» **Exercise**:
Output exactly the lines that run from the top of the entries to the line holding "use crate::EntityKind;", including both of those lines.
※ ※ ※
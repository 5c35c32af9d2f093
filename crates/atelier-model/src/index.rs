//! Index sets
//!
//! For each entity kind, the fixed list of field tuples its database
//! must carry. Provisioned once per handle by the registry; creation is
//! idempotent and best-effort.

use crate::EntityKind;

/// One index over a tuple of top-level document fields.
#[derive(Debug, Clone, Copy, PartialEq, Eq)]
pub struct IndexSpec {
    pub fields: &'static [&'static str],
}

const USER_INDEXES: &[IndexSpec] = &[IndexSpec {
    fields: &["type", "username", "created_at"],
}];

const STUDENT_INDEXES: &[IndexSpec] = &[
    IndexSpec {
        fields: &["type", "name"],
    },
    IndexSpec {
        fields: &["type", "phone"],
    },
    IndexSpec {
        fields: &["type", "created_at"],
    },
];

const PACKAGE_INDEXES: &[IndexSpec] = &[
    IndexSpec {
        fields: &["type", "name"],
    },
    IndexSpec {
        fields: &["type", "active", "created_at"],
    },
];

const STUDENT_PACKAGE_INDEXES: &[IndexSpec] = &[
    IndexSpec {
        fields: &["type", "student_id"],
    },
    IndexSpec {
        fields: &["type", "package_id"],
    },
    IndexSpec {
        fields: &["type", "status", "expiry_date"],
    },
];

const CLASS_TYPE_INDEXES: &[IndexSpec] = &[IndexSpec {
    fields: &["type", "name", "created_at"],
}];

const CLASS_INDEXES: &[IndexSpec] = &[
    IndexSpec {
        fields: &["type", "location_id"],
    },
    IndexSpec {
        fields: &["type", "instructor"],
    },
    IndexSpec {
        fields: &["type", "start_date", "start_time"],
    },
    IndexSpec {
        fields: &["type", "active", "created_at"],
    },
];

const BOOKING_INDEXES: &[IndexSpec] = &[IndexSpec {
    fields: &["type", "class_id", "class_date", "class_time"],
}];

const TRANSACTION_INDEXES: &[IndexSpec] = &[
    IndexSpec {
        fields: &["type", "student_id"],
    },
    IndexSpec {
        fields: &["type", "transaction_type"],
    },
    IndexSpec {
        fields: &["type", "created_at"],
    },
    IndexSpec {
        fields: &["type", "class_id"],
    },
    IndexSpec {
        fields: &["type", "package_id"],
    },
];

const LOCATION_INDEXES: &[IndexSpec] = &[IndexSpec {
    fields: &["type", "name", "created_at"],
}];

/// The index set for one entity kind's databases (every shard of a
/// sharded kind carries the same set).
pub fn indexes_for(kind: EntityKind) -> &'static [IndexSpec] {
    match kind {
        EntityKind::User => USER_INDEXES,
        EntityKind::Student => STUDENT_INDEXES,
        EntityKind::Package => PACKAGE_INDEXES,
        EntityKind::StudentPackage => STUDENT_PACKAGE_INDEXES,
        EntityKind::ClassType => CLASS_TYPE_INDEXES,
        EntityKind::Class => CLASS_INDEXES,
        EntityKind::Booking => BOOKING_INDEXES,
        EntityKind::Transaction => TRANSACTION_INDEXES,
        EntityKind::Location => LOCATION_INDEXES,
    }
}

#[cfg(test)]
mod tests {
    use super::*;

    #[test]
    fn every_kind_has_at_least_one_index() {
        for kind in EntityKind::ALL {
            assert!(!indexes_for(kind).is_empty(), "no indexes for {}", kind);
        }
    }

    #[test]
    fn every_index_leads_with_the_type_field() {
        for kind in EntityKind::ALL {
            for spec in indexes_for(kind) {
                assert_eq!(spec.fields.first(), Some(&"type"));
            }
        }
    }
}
※ ※ ※
» **Output of the task**:
repository 5c35c32af9d2f093
filename crates/atelier-model/src/index.rs
//! Index sets
//!
//! For each entity kind, the fixed list of field tuples its database
//! must carry. Provisioned once per handle by the registry; creation is
//! idempotent and best-effort.

use crate::EntityKind;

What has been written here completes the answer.